Instructions to follow: Retype the data exactly, so that every line matches the original.

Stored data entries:
★ ★ ★ ★ ★

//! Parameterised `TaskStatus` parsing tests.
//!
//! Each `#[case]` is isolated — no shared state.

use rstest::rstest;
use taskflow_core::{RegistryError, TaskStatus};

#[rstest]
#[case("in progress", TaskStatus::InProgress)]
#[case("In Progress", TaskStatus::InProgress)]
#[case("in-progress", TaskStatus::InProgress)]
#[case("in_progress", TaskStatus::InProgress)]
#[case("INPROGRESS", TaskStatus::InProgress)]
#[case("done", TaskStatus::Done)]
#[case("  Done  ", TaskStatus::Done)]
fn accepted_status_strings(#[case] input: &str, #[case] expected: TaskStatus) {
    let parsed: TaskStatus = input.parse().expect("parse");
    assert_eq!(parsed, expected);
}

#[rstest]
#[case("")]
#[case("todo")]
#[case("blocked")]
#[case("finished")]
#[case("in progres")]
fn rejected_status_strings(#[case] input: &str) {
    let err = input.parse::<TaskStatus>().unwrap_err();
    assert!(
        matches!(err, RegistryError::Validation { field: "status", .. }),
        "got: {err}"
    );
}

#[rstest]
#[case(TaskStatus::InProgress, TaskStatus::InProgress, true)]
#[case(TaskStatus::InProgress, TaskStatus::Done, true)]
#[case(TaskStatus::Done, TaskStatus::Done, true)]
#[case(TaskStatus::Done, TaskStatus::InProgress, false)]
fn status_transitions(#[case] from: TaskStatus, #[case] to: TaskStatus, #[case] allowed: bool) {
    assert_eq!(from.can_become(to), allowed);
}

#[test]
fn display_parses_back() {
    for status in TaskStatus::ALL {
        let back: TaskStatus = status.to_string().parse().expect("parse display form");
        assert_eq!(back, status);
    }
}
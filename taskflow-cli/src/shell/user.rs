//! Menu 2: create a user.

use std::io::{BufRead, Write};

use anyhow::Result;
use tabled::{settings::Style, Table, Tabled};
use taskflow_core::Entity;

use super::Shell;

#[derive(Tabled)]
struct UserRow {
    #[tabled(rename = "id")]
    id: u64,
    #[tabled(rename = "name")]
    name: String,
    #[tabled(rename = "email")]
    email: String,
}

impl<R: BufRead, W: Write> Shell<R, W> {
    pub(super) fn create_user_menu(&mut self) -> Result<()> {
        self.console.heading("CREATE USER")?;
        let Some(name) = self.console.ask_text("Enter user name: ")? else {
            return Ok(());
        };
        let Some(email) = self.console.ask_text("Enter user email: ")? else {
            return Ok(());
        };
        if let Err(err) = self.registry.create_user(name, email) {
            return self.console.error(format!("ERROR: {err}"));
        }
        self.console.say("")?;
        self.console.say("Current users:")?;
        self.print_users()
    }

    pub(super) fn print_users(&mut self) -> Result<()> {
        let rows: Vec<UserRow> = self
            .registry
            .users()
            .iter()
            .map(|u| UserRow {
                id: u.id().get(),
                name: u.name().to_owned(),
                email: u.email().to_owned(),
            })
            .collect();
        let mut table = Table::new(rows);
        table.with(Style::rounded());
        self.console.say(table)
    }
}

★ ★ ★ ★ ★

Output:
//! Parameterised `TaskStatus` parsing tests.
//!
//! Each `#[case]` is isolated — no shared state.

use rstest::rstest;
use taskflow_core::{RegistryError, TaskStatus};

#[rstest]
#[case("in progress", TaskStatus::InProgress)]
#[case("In Progress", TaskStatus::InProgress)]
#[case("in-progress", TaskStatus::InProgress)]
#[case("in_progress", TaskStatus::InProgress)]
#[case("INPROGRESS", TaskStatus::InProgress)]
#[case("done", TaskStatus::Done)]
#[case("  Done  ", TaskStatus::Done)]
fn accepted_status_strings(#[case] input: &str, #[case] expected: TaskStatus) {
    let parsed: TaskStatus = input.parse().expect("parse");
    assert_eq!(parsed, expected);
}

#[rstest]
#[case("")]
#[case("todo")]
#[case("blocked")]
#[case("finished")]
#[case("in progres")]
fn rejected_status_strings(#[case] input: &str) {
    let err = input.parse::<TaskStatus>().unwrap_err();
    assert!(
        matches!(err, RegistryError::Validation { field: "status", .. }),
        "got: {err}"
    );
}

#[rstest]
#[case(TaskStatus::InProgress, TaskStatus::InProgress, true)]
#[case(TaskStatus::InProgress, TaskStatus::Done, true)]
#[case(TaskStatus::Done, TaskStatus::Done, true)]
#[case(TaskStatus::Done, TaskStatus::InProgress, false)]
fn status_transitions(#[case] from: TaskStatus, #[case] to: TaskStatus, #[case] allowed: bool) {
    assert_eq!(from.can_become(to), allowed);
}

#[test]
fn display_parses_back() {
    for status in TaskStatus::ALL {
        let back: TaskStatus = status.to_string().parse().expect("parse display form");
        assert_eq!(back, status);
    }
}
filename taskflow-cli/src/shell/user.rs
//! Menu 2: create a user.

use std::io::{BufRead, Write};

use anyhow::Result;
use tabled::{settings::Style, Table, Tabled};
use taskflow_core::Entity;

use super::Shell;

#[derive(Tabled)]
struct UserRow {
    #[tabled(rename = "id")]
    id: u64,
    #[tabled(rename = "name")]
    name: String,
    #[tabled(rename = "email")]
    email: String,
}

impl<R: BufRead, W: Write> Shell<R, W> {
    pub(super) fn create_user_menu(&mut self) -> Result<()> {
        self.console.heading("CREATE USER")?;
        let Some(name) = self.console.ask_text("Enter user name: ")? else {
            return Ok(());
        };
        let Some(email) = self.console.ask_text("Enter user email: ")? else {
            return Ok(());
        };
        if let Err(err) = self.registry.create_user(name, email) {
            return self.console.error(format!("ERROR: {err}"));
        }
        self.console.say("")?;
        self.console.say("Current users:")?;
        self.print_users()
    }

    pub(super) fn print_users(&mut self) -> Result<()> {
        let rows: Vec<UserRow> = self
            .registry
            .users()
            .iter()
            .map(|u| UserRow {
                id: u.id().get(),
                name: u.name().to_owned(),
                email: u.email().to_owned(),
            })
            .collect();
        let mut table = Table::new(rows);
        table.with(Style::rounded());
        self.console.say(table)
    }
}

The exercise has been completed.